Another characteristic of the cochlea is the fact that the sensitivity and the impulse responses of the membrane vary as a function of the sound level and its recent history. This feature is implemented in the cochlear model by means of an automatic gain control 24 that modifies the gain of each channel. As the level of the signal, e.g. its power, increases in a given frequency region, the gain is correspondingly reduced.
A more detailed diagram of an automatic gain control circuit for one channel is shown in FIG. 3. Referring thereto, the half-wave rectified signal x from the filter is multiplied by a gain value G in a multiplier 25 to produce an output signal y. The circuit monitors the level of the output signal y to set the gain to an appropriate value that maintains the signal level within a suitable range. The AGC circuit 24 also functions to model the coupling that occurs between locations along the basilar membrane. To this end, the circuit receives inputs regarding the gain factor in the adjacent channels, at a summer 26. These inputs, together with the level of the signal y, are modified by two filter parameters, e and t, to generate a state variable. The parameter e represents the time constant for the filter, and t is a target value for the gain. To prevent instability, the state variable for the AGC filter can be limited to a maximum value of 1 in a limiting circuit 27. Furthermore, to insure that the gain is never zero, the state variable can be limited to a value which is less than one by a small amount epsilon (eps). The state variable is subtracted from the value unity in a summer 28, to determine the gain amount G which is multiplied with the input signal x. The state variable is also supplied to the adjacent left and fight channels to provide for the coupling between channels.
Preferably, the AGC circuit for each channel is made up of multiple AGC stages of the type shown in FIG. 3, e.g. four, which are cascaded together. Each of the filters has a different time constant e and output target value t, with the first filter in the series having the largest time constant (smallest e value) and largest target value.
An alternative embodiment of a cochlear model is shown in FIG. 4. In this embodiment, the AGC circuits 24 do not directly modify the level of the half-wave rectified signals from the filters 20. Rather, an adaptive AGC configuration is employed to modify the parameters of the filters themselves.
The output signals which are obtained from the cochlear model 19 provide a parametric representation of the input signal. This representation, which is referred to as a cochleagram, comprises a time-frequency representation, that can be used to analyze and display sound signals. A more useful representation of the original signal is provided, however, when its temporal structure is considered. To this end, the short-time autocorrelation of each channel in the cochleagram is measured in a subsequent stage 30 (FIG. 2), as a function of cochlear place, i.e. best frequency, versus time. The autocorrelation operation is a function of a third variable. Consequently, the resulting output data is a three-dimensional function of frequency, time and autocorrelation delay. All autocorrelations which end at the same time can be assembled into a frame of data. By displaying successive frames at a rate that is synchronized with the sound, a moving image of the sound can be provided. This moving image, or the data that it represents, is referred to as a correlogram. An example of one frame of a correlogram is shown in FIG. 5.

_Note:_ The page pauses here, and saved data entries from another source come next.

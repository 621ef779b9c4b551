//! Node: a remotely controlled device as reported by `api/nodes`.
//!
//! A node is an immutable snapshot: the backend creates it, the console
//! caches it until the next refresh and never mutates it locally.

use serde::{Deserialize, Deserializer, Serialize};

use crate::error::PayloadError;

/// A device exposing optional switch, number and sensor capabilities.
///
/// Each capability is present when its representative entity id is set
/// (`switch`, `number`, `sensor`). Names and states are whatever the backend
/// reported; unknown fields in the payload are ignored.
#[derive(Debug, Clone, PartialEq, Default, Serialize, Deserialize)]
pub struct Node {
    /// Node identifier, unique within one list.
    pub node: String,

    /// Entity id of the representative switch.
    #[serde(default)]
    pub switch: Option<String>,
    #[serde(default)]
    pub switch_name: Option<String>,
    #[serde(default, deserialize_with = "state_text")]
    pub switch_state: Option<String>,

    /// Entity id of the representative number.
    #[serde(default)]
    pub number: Option<String>,
    #[serde(default)]
    pub number_name: Option<String>,
    #[serde(default, deserialize_with = "state_text")]
    pub number_state: Option<String>,
    #[serde(default)]
    pub number_attrs: Option<NumberAttrs>,

    /// Entity id of the representative sensor.
    #[serde(default)]
    pub sensor: Option<String>,
    #[serde(default)]
    pub sensor_name: Option<String>,
    #[serde(default, deserialize_with = "state_text")]
    pub sensor_state: Option<String>,

    /// Entity id of the representative light, if any.
    #[serde(default)]
    pub light: Option<String>,
}

/// Bounds and unit of a number capability.
#[derive(Debug, Clone, PartialEq, Default, Serialize, Deserialize)]
#[serde(default)]
pub struct NumberAttrs {
    #[serde(deserialize_with = "lenient_f64")]
    pub min: Option<f64>,
    #[serde(deserialize_with = "lenient_f64")]
    pub max: Option<f64>,
    #[serde(deserialize_with = "lenient_f64")]
    pub step: Option<f64>,
    pub unit_of_measurement: Option<String>,
}

/// Borrowed view of a node's switch capability.
#[derive(Debug, Clone, Copy, PartialEq, Eq)]
pub struct SwitchCapability<'a> {
    pub entity_id: &'a str,
    pub name: &'a str,
    pub state: Option<&'a str>,
}

/// Borrowed view of a node's number capability.
#[derive(Debug, Clone, Copy, PartialEq)]
pub struct NumberCapability<'a> {
    pub entity_id: &'a str,
    pub name: &'a str,
    pub state: Option<&'a str>,
    pub attrs: Option<&'a NumberAttrs>,
}

/// Borrowed view of a node's sensor capability.
#[derive(Debug, Clone, Copy, PartialEq, Eq)]
pub struct SensorCapability<'a> {
    pub entity_id: &'a str,
    pub name: &'a str,
    pub state: Option<&'a str>,
}

impl Node {
    /// Create a node with only an identifier and no capabilities.
    #[must_use]
    pub fn new(node: impl Into<String>) -> Self {
        Self {
            node: node.into(),
            ..Self::default()
        }
    }

    /// Label used in the selectable list: the switch name, or the node id
    /// when the node has no named switch.
    #[must_use]
    pub fn display_name(&self) -> &str {
        non_empty(self.switch_name.as_deref()).unwrap_or(&self.node)
    }

    /// The switch capability, if the node exposes one.
    #[must_use]
    pub fn switch_capability(&self) -> Option<SwitchCapability<'_>> {
        let entity_id = non_empty(self.switch.as_deref())?;
        Some(SwitchCapability {
            entity_id,
            name: non_empty(self.switch_name.as_deref()).unwrap_or(entity_id),
            state: self.switch_state.as_deref(),
        })
    }

    /// The number capability, if the node exposes one.
    #[must_use]
    pub fn number_capability(&self) -> Option<NumberCapability<'_>> {
        let entity_id = non_empty(self.number.as_deref())?;
        Some(NumberCapability {
            entity_id,
            name: non_empty(self.number_name.as_deref()).unwrap_or(entity_id),
            state: self.number_state.as_deref(),
            attrs: self.number_attrs.as_ref(),
        })
    }

    /// Entity id of the representative light, if the node has one.
    #[must_use]
    pub fn light_entity(&self) -> Option<&str> {
        non_empty(self.light.as_deref())
    }

    /// The sensor capability, if the node exposes one.
    #[must_use]
    pub fn sensor_capability(&self) -> Option<SensorCapability<'_>> {
        let entity_id = non_empty(self.sensor.as_deref())?;
        Some(SensorCapability {
            entity_id,
            name: non_empty(self.sensor_name.as_deref()).unwrap_or(entity_id),
            state: self.sensor_state.as_deref(),
        })
    }
}

impl NumberCapability<'_> {
    /// Current value parsed as a number, when the reported state is numeric.
    #[must_use]
    pub fn value(&self) -> Option<f64> {
        self.state.and_then(|s| s.trim().parse::<f64>().ok())
    }
}

/// Decode the body of `GET api/nodes`.
///
/// Anything other than a JSON array (an error object, `null`, …) is
/// treated as an empty list.
///
/// # Errors
///
/// Returns [`PayloadError::MalformedNode`] when an array element does not
/// match the [`Node`] schema.
pub fn parse_node_list(payload: serde_json::Value) -> Result<Vec<Node>, PayloadError> {
    let serde_json::Value::Array(items) = payload else {
        return Ok(Vec::new());
    };
    items
        .into_iter()
        .enumerate()
        .map(|(index, item)| {
            serde_json::from_value(item).map_err(|source| PayloadError::MalformedNode { index, source })
        })
        .collect()
}

fn non_empty(value: Option<&str>) -> Option<&str> {
    value.filter(|v| !v.is_empty())
}

/// Entity states are strings in practice but numbers and booleans are
/// accepted and kept in their textual form.
fn state_text<'de, D>(deserializer: D) -> Result<Option<String>, D::Error>
where
    D: Deserializer<'de>,
{
    let value = Option::<serde_json::Value>::deserialize(deserializer)?;
    Ok(match value {
        None | Some(serde_json::Value::Null) => None,
        Some(serde_json::Value::String(s)) => Some(s),
        Some(other) => Some(other.to_string()),
    })
}

/// Accept numbers and numeric strings; anything else becomes `None`.
fn lenient_f64<'de, D>(deserializer: D) -> Result<Option<f64>, D::Error>
where
    D: Deserializer<'de>,
{
    let value = Option::<serde_json::Value>::deserialize(deserializer)?;
    Ok(match value {
        Some(serde_json::Value::Number(n)) => n.as_f64(),
        Some(serde_json::Value::String(s)) => s.trim().parse().ok(),
        _ => None,
    })
}
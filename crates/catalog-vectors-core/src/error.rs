//! Error types shared by every catalog-vectors component.
//!
//! Each variant that crosses a network boundary knows whether it is
//! transient (see [`StoreError::is_transient`] and
//! [`ProviderError::is_transient`]); retry decisions are made by callers.

use thiserror::Error;

use crate::models::BackendKind;

/// Failure of a vector-store operation.
#[derive(Error, Debug)]
pub enum StoreError {
    /// The point failed shape validation; nothing was sent to the backend.
    #[error("invalid point {id}: {reason}")]
    InvalidPoint { id: u64, reason: String },

    #[error(
        "dimension mismatch in collection '{collection}': expected {expected}, got {actual}"
    )]
    DimensionMismatch {
        collection: String,
        expected: usize,
        actual: usize,
    },

    /// The backend could not be reached, rejected our credentials, or was
    /// given connection parameters of the wrong shape.
    #[error("{backend} connection error: {message}")]
    Connection {
        backend: BackendKind,
        message: String,
        transient: bool,
    },

    /// The backend answered, but with an error.
    #[error("{backend} error on collection '{collection}': {message}")]
    Backend {
        backend: BackendKind,
        collection: String,
        message: String,
        transient: bool,
    },

    #[error("{backend} backend does not support '{operation}' yet")]
    Unsupported {
        backend: BackendKind,
        operation: &'static str,
    },
}

impl StoreError {
    /// Error for a data operation a partial backend does not implement.
    pub fn unsupported(backend: BackendKind, operation: &'static str) -> Self {
        StoreError::Unsupported { backend, operation }
    }

    pub fn is_transient(&self) -> bool {
        match self {
            StoreError::Connection { transient, .. } | StoreError::Backend { transient, .. } => {
                *transient
            }
            _ => false,
        }
    }
}

/// Failure to construct or call an embedding provider.
#[derive(Error, Debug)]
pub enum ProviderError {
    #[error("unknown embedding provider '{0}'. Must be local, openai, or gemini")]
    UnknownProvider(String),

    /// Missing model, key, feature flag, or other construction-time setting.
    #[error("embedding provider misconfigured: {0}")]
    Config(String),

    #[error("{provider} embedding request failed: {message}")]
    Request {
        provider: &'static str,
        message: String,
        transient: bool,
    },

    #[error("{provider} returned an unusable embedding response: {message}")]
    InvalidResponse {
        provider: &'static str,
        message: String,
    },
}

impl ProviderError {
    pub fn is_transient(&self) -> bool {
        matches!(self, ProviderError::Request { transient: true, .. })
    }
}

/// Errors raised while preparing a tabular dataset.
#[derive(Error, Debug, PartialEq)]
pub enum DatasetError {
    #[error("column '{0}' not found in dataset")]
    UnknownColumn(String),

    /// Records are keyed by column name, so header names must be unique.
    #[error("column '{0}' appears more than once in the header")]
    DuplicateColumn(String),

    #[error("row {row} has {actual} cells, expected {expected}")]
    RaggedRow {
        row: usize,
        expected: usize,
        actual: usize,
    },
}

/// A list literal that could not be parsed.
#[derive(Error, Debug, Clone, PartialEq)]
#[error("{message} at byte {offset}")]
pub struct LiteralError {
    pub offset: usize,
    pub message: String,
}

#[cfg(test)]
mod tests {
    use super::*;

    #[test]
    fn test_only_flagged_errors_are_transient() {
        let busy = StoreError::Backend {
            backend: BackendKind::Qdrant,
            collection: "products".to_string(),
            message: "503".to_string(),
            transient: true,
        };
        assert!(busy.is_transient());

        let bad = StoreError::InvalidPoint {
            id: 0,
            reason: "id must be positive".to_string(),
        };
        assert!(!bad.is_transient());

        let unsupported = StoreError::unsupported(BackendKind::Chroma, "upsert");
        assert!(!unsupported.is_transient());
        assert_eq!(
            unsupported.to_string(),
            "chroma backend does not support 'upsert' yet"
        );
    }

    #[test]
    fn test_provider_transience() {
        let quota = ProviderError::Request {
            provider: "openai",
            message: "429 Too Many Requests".to_string(),
            transient: true,
        };
        assert!(quota.is_transient());
        assert!(!ProviderError::UnknownProvider("bert".to_string()).is_transient());
    }
}
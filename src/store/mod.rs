//! Vector store backends and the factory that selects one.
//!
//! | Backend | Connection params | Status |
//! |---------|-------------------|--------|
//! | `qdrant` | url + optional API key | fully implemented (REST) |
//! | `memory` | none | fully implemented (in-process) |
//! | `chroma` | host + port | health check only |
//! | `mongodb` | connection string | health check only |
//! | `supabase` | url + API key | health check only |
//!
//! The partial backends answer every data operation with
//! [`StoreError::Unsupported`] so callers can tell "not supported" apart
//! from "nothing to do".

pub mod chroma;
pub mod mongodb;
pub mod qdrant;
pub mod supabase;

use std::time::Duration;

use catalog_vectors_core::error::StoreError;
use catalog_vectors_core::models::BackendKind;
use catalog_vectors_core::store::memory::InMemoryStore;
use catalog_vectors_core::store::{StoreOptions, VectorStore};

use crate::config::{Secrets, StoreConfig};

pub use chroma::ChromaStore;
pub use mongodb::MongoStore;
pub use qdrant::QdrantStore;
pub use supabase::SupabaseStore;

/// Backend-specific connection parameters.
#[derive(Debug, Clone, PartialEq)]
pub enum ConnectionParams {
    UrlKey {
        url: String,
        api_key: Option<String>,
    },
    HostPort {
        host: String,
        port: u16,
    },
    ConnectionString(String),
    InProcess,
}

impl ConnectionParams {
    /// Builds the parameter shape `config.backend` expects.
    pub fn from_config(config: &StoreConfig, secrets: &Secrets) -> Result<Self, StoreError> {
        let backend = parse_backend(&config.backend)?;
        let missing = |what: &str| StoreError::Connection {
            backend,
            message: format!("store.{} is required for the {} backend", what, backend),
            transient: false,
        };
        match backend {
            BackendKind::Qdrant | BackendKind::Supabase => Ok(ConnectionParams::UrlKey {
                url: config.url.clone().ok_or_else(|| missing("url"))?,
                api_key: secrets.store_api_key.clone(),
            }),
            BackendKind::Chroma => Ok(ConnectionParams::HostPort {
                host: config.host.clone().unwrap_or_else(|| "localhost".to_string()),
                port: config.port.unwrap_or(chroma::DEFAULT_PORT),
            }),
            BackendKind::MongoDb => secrets
                .store_connection_string
                .clone()
                .map(ConnectionParams::ConnectionString)
                .ok_or_else(|| missing("connection_string_env")),
            BackendKind::Memory => Ok(ConnectionParams::InProcess),
        }
    }
}

/// Connects to `backend` with `params`.
///
/// Fails with [`StoreError::Connection`] when the params do not fit the
/// backend or the backend is unreachable or rejects the credentials.
pub fn connect(
    backend: BackendKind,
    params: ConnectionParams,
    options: StoreOptions,
    timeout: Duration,
) -> Result<Box<dyn VectorStore>, StoreError> {
    match (backend, params) {
        (BackendKind::Qdrant, ConnectionParams::UrlKey { url, api_key }) => Ok(Box::new(
            QdrantStore::connect(&url, api_key.as_deref(), options, timeout)?,
        )),
        (BackendKind::Memory, ConnectionParams::InProcess) => {
            Ok(Box::new(InMemoryStore::new(options)))
        }
        (BackendKind::Chroma, ConnectionParams::HostPort { host, port }) => {
            Ok(Box::new(ChromaStore::connect(&host, port, timeout)?))
        }
        (BackendKind::MongoDb, ConnectionParams::ConnectionString(uri)) => {
            Ok(Box::new(MongoStore::connect(&uri)?))
        }
        (BackendKind::Supabase, ConnectionParams::UrlKey { url, api_key }) => {
            let api_key = api_key.ok_or_else(|| StoreError::Connection {
                backend,
                message: "supabase requires an API key".to_string(),
                transient: false,
            })?;
            Ok(Box::new(SupabaseStore::connect(&url, &api_key, timeout)?))
        }
        (backend, params) => Err(StoreError::Connection {
            backend,
            message: format!("connection params {:?} do not fit this backend", params.kind()),
            transient: false,
        }),
    }
}

/// Connects using the `[store]` section of the config.
pub fn connect_from_config(
    config: &StoreConfig,
    secrets: &Secrets,
) -> Result<Box<dyn VectorStore>, StoreError> {
    let params = ConnectionParams::from_config(config, secrets)?;
    connect(
        parse_backend(&config.backend)?,
        params,
        StoreOptions { dims: config.dims },
        Duration::from_secs(config.timeout_secs),
    )
}

/// Config validation rejects unknown names, so this only fails for
/// hand-built configs.
fn parse_backend(name: &str) -> Result<BackendKind, StoreError> {
    name.parse::<BackendKind>()
        .map_err(|message| StoreError::Connection {
            backend: BackendKind::Memory,
            message,
            transient: false,
        })
}

impl ConnectionParams {
    fn kind(&self) -> &'static str {
        match self {
            ConnectionParams::UrlKey { .. } => "url+key",
            ConnectionParams::HostPort { .. } => "host+port",
            ConnectionParams::ConnectionString(_) => "connection-string",
            ConnectionParams::InProcess => "in-process",
        }
    }
}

The short-time autocorrelator can be implemented by means of a group of tapped delay lines with multiplication, such as a CCD array. Referring to FIG. 6, each channel of data from the cochlear model 19 is fed to one row of a CCD array 32. Each stage of the array provides a delayed version of the input signal. The instantaneous value of the signal is compared with each of the delayed versions, for example by multiplying and integrating the signals as shown in FIG. 7. The pattern of autocorrelation versus delay time characterizes the periodicity of the original sound.
The circuits for the cochlear model and the autocorrelator can be implemented on a single chip. For further information regarding such an implementation, as well as a more detailed explanation of the individual circuits, see Lyon, "CCD Correlators for Auditory Models", Proceedings of the Twenty-Fifth Asilomar Conference on Signals, Systems and Computers, IEEE 785-789, Nov. 4-6, 1991, the disclosure of which is incorporated herein by reference.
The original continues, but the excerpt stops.